5 Key Takeaways from Oracle OpenWorld 2015 on How Cloud is Changing Business and IT
By Joyce Wells
Each year at Oracle OpenWorld, observations are made in keynotes and sessions about how the world of IT is changing and what the drivers are. This year, the impact of cloud is being felt strongly.
- Oracle Executive Chairman and CTO Larry Ellison: “Almost all of our competitors are new.” The world has changed. Oracle now competes with Salesforce.com and Workday on the application front in the cloud, said Ellison, during his Sunday keynote, observing that those are the companies Oracle sees most frequently when it is selling applications in the marketplace. This is a “stunning change” said Ellison. One of the companies that has been a historic competitor of Oracle’s is Microsoft and Microsoft is the only one of its traditional competitors that has “crossed the chasm” and is now competing aggressively in the cloud business at all three layers - infrastructure, platform, and applications, Ellison added. In infrastructure, again there has been a “stunning” change, said Ellison, noting that Oracle competes with Amazon.com primarily. Oracle also sees Google “occasionally but not all that often.” It is really primarily Amazon.com, he noted.

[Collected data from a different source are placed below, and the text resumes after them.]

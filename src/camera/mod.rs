//! Camera sessions, registry, and multi-camera capture.

pub mod controls;
pub mod multi;
pub mod registry;
pub mod session;

pub use multi::{capture_all, CaptureResult, MultiCaptureResults};
pub use registry::{CameraDescriptor, CameraRegistry};
pub use session::{CameraSession, SessionMode};
//! Synchronized multi-camera capture.
//!
//! Fans a still capture out to several sessions at once so the captures
//! represent (as nearly as possible) the same instant; the skew is bounded
//! by the slowest device, not the sum. One session failing never blocks
//! collection of the others' results.

use crate::camera::registry::CameraRegistry;
use crate::camera::session::CameraSession;
use crate::captures;
use crate::error::{BenchError, BenchResult};
use bytes::Bytes;
use chrono::{DateTime, Local};
use futures::future::join_all;
use log::info;
use std::collections::HashMap;
use std::path::{Path, PathBuf};
use std::sync::Arc;

/// Outcome of one camera's capture within a batch.
#[derive(Debug)]
pub struct CaptureResult {
    pub camera_id: String,
    pub label: String,
    pub bytes: Bytes,
    /// Set when the batch persisted captures to disk.
    pub file: Option<PathBuf>,
}

/// Per-id outcomes; failed sessions carry their own error.
pub type MultiCaptureResults = HashMap<String, BenchResult<CaptureResult>>;

/// Capture stills from all named sessions concurrently.
///
/// Unknown ids produce per-id `CameraNotFound` entries instead of failing
/// the batch. When `save_dir` is set, every file in the batch shares one
/// timestamp so the set correlates on disk.
pub async fn capture_all(
    registry: &CameraRegistry,
    ids: &[String],
    save_dir: Option<&Path>,
) -> MultiCaptureResults {
    let batch_time = Local::now();
    let mut results = MultiCaptureResults::new();
    let mut pending = Vec::new();

    for id in ids {
        match registry.get(id) {
            Ok(session) => {
                let dir = save_dir.map(Path::to_path_buf);
                let handle =
                    tokio::spawn(
                        async move { capture_one(&session, dir.as_deref(), batch_time).await },
                    );
                pending.push((id.clone(), handle));
            }
            Err(e) => {
                results.insert(id.clone(), Err(e));
            }
        }
    }

    let (ids, handles): (Vec<_>, Vec<_>) = pending.into_iter().unzip();
    for (id, joined) in ids.into_iter().zip(join_all(handles).await) {
        let outcome = match joined {
            Ok(outcome) => outcome,
            Err(e) => Err(BenchError::CaptureFailed(format!(
                "capture task for '{}' aborted: {}",
                id, e
            ))),
        };
        results.insert(id, outcome);
    }

    info!(
        "Batch capture finished: {}/{} succeeded",
        results.values().filter(|r| r.is_ok()).count(),
        results.len()
    );
    results
}

async fn capture_one(
    session: &Arc<CameraSession>,
    save_dir: Option<&Path>,
    batch_time: DateTime<Local>,
) -> BenchResult<CaptureResult> {
    let bytes = session.capture_still().await?;

    let file = match save_dir {
        Some(dir) => {
            tokio::fs::create_dir_all(dir).await?;
            let path = dir.join(captures::capture_filename(session.label(), batch_time));
            tokio::fs::write(&path, &bytes).await?;
            Some(path)
        }
        None => None,
    };

    Ok(CaptureResult {
        camera_id: session.id().to_string(),
        label: session.label().to_string(),
        bytes,
        file,
    })
}

/// Collapse a batch into an error when it failed partially or entirely.
///
/// `PartialCapture` is reserved for mixed outcomes; a batch where every
/// session failed is a plain `CaptureFailed`.
pub fn batch_error(results: &MultiCaptureResults) -> Option<BenchError> {
    let mut failed: Vec<String> = results
        .iter()
        .filter_map(|(id, outcome)| outcome.as_ref().err().map(|_| id.clone()))
        .collect();
    failed.sort();

    if failed.is_empty() {
        None
    } else if failed.len() == results.len() {
        let detail: Vec<String> = failed
            .iter()
            .filter_map(|id| {
                results
                    .get(id)
                    .and_then(|r| r.as_ref().err())
                    .map(|e| format!("{}: {}", id, e))
            })
            .collect();
        Some(BenchError::CaptureFailed(detail.join("; ")))
    } else {
        Some(BenchError::PartialCapture {
            attempted: results.len(),
            failed,
        })
    }
}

- Prakash Ramamurthy, Senior Vice President, Systems & Cloud Management at Oracle: Customers only want a small footprint that they have to manage themselves. Increasingly, customers want a small footprint to manage, according to Prakash Ramamurthy, senior vice president, Systems & Cloud Management at Oracle, who was commenting on trends leading to a new set of services called Oracle Management Cloud (OMC), which provides a real-time, collaborative environment in which DevOps leaders, line-of-business managers and business analysts to have an end-to-end view into the applications and technologies that support business services. “Our customers want to have a very small footprint that they need to manage to have these kinds of services, and secondly they expect to see very quick value from these services. We tell our customers that within 15 minutes of deploying the solution you will start seeing metrics coming to these cloud dashboards. Gone are the days of doing a 30, or 60, or 90-day deployment cycle,” said Ramamurthy. “The customer expectation is to do all the heavy lifting on the cloud and put a very small footprint on their application infrastructure - whether that is running on premise or it is running on a cloud; it doesn’t matter,” Ramamurthy said. “They just don’t want to manage any of these components if they don’t have to. And, more importantly as soon as they deploy it, they have to see something in return. That trend is pervasive now.”
- Mark Hurd, Oracle CEO: The current on-premise model is unsustainable for customers. Organizations are getting squeezed, according to Hurd. They have old infrastructure; there is the need for innovation but also great pressure to do things such as increase security and adhere to governance mandates which are not innovative; and also pressure to keep costs flat, without increasing IT costs. “This is why the cloud is such a big deal,” said Hurd.According to Hurd, cloud is important because it offers a lower cost structure and a less complex environment. “It is about a more secure, reliable environment with rapid innovation,” he said. “That is driving this; nothing else. It is macroeconomics - the ability to get from here to there at a lower cost and get to faster innovation now.” While Oracle believes that the current on-premise operating model is unsustainable, Hurd noted in closing that it also believes a dual, hybrid on-premise/cloud environment will continue and that 10 years from now, on-premise will still be here. That is why, he said, Oracle’s approach of having the same solutions and capabilities in the cloud and on-premise is important with the ability to move data and applications between the two.
- Larry Ellison: Cloud allows midsize organizations to have access to the same technology as large companies since they don’t need to build big data centers or hire lots of programmers. In a demonstration of Big Data Services in the Oracle Cloud: Big Data Preparation, Big Data Discovery & Visualization, Ellison observed that comparing sales from 2012 to 2015, almost 50% of Oracle customers are now buying in the cloud rather than buying on premise. “The interesting thing about the cloud is that you don’t have to build data centers, and you don’t need lots of programmers; you can consume these cloud technologies even if you are a midsize company or small midsize company.”
- Jim Fowler, CIO of GE: GE wants to build what differentiates the company but buy innovation in the cloud for things that do not differentiate it. Explaining why cloud is important to his company, Fowler said that GE has a philosophy that it will build what differentiates the company in the marketplace, but buy innovation for things that do not differentiate GE, and do that acquisition in the cloud. The goal with buying innovation he said is to free up both time and dollars to put back into the things that differentiate GE to its customers.